Dataset items
# # #

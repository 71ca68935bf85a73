use std::time::Duration;
use tokio::sync::mpsc::UnboundedSender;
use tokio::task::JoinHandle;
use tokio::time::{interval_at, Instant, MissedTickBehavior};

use crate::dashboard::Event;

#[derive(Debug, Clone, Copy, PartialEq, Eq)]
pub enum TimerKind {
    /// Reloads the job list while the monitor page is shown.
    List,
    /// Reloads the open job while the detail page is shown.
    Detail,
}

impl TimerKind {
    pub fn period(&self) -> Duration {
        match self {
            TimerKind::List => Duration::from_millis(common::LIST_REFRESH_MS),
            TimerKind::Detail => Duration::from_millis(common::DETAIL_REFRESH_MS),
        }
    }
}

/// An armed interval. Dropping the handle stops the interval.
#[derive(Debug)]
pub struct TimerHandle {
    kind: TimerKind,
    generation: u64,
    task: JoinHandle<()>,
}

impl TimerHandle {
    pub fn kind(&self) -> TimerKind {
        self.kind
    }

    pub fn generation(&self) -> u64 {
        self.generation
    }
}

impl Drop for TimerHandle {
    fn drop(&mut self) {
        self.task.abort();
    }
}

/// Single-slot timer owner: arming replaces whatever was armed. Ticks carry
/// the arming generation so queued ticks of a disarmed timer can be dropped.
pub struct TimerCoordinator {
    events: UnboundedSender<Event>,
    armed: Option<TimerHandle>,
    generation: u64,
}

impl TimerCoordinator {
    pub fn new(events: UnboundedSender<Event>) -> Self {
        Self { events, armed: None, generation: 0 }
    }

    /// Starts the interval for `kind`, stopping any armed timer first. The
    /// first tick fires one full period after arming.
    pub fn arm(&mut self, kind: TimerKind) {
        self.armed = None;
        self.generation += 1;
        let generation = self.generation;
        let period = kind.period();
        let events = self.events.clone();
        let start = Instant::now() + period;

        let task = tokio::spawn(async move {
            let mut ticker = interval_at(start, period);
            ticker.set_missed_tick_behavior(MissedTickBehavior::Delay);
            loop {
                ticker.tick().await;
                if events.send(Event::TimerFired { kind, generation }).is_err() {
                    break;
                }
            }
        });

        log::debug!("Armed {:?} refresh timer (generation {})", kind, generation);
        self.armed = Some(TimerHandle { kind, generation, task });
    }

    /// Stops the armed timer if it is of `kind`.
    pub fn disarm(&mut self, kind: TimerKind) {
        if self.armed_kind() == Some(kind) {
            log::debug!("Disarmed {:?} refresh timer", kind);
            self.armed = None;
        }
    }

    pub fn armed_kind(&self) -> Option<TimerKind> {
        self.armed.as_ref().map(TimerHandle::kind)
    }

    /// Whether a tick belongs to the currently armed timer.
    pub fn is_current(&self, kind: TimerKind, generation: u64) -> bool {
        self.armed
            .as_ref()
            .map_or(false, |h| h.kind == kind && h.generation == generation)
    }
}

# # #

Look through the lines above and collect those with the word "JoinHandle".

use tokio::task::JoinHandle;
    task: JoinHandle<()>,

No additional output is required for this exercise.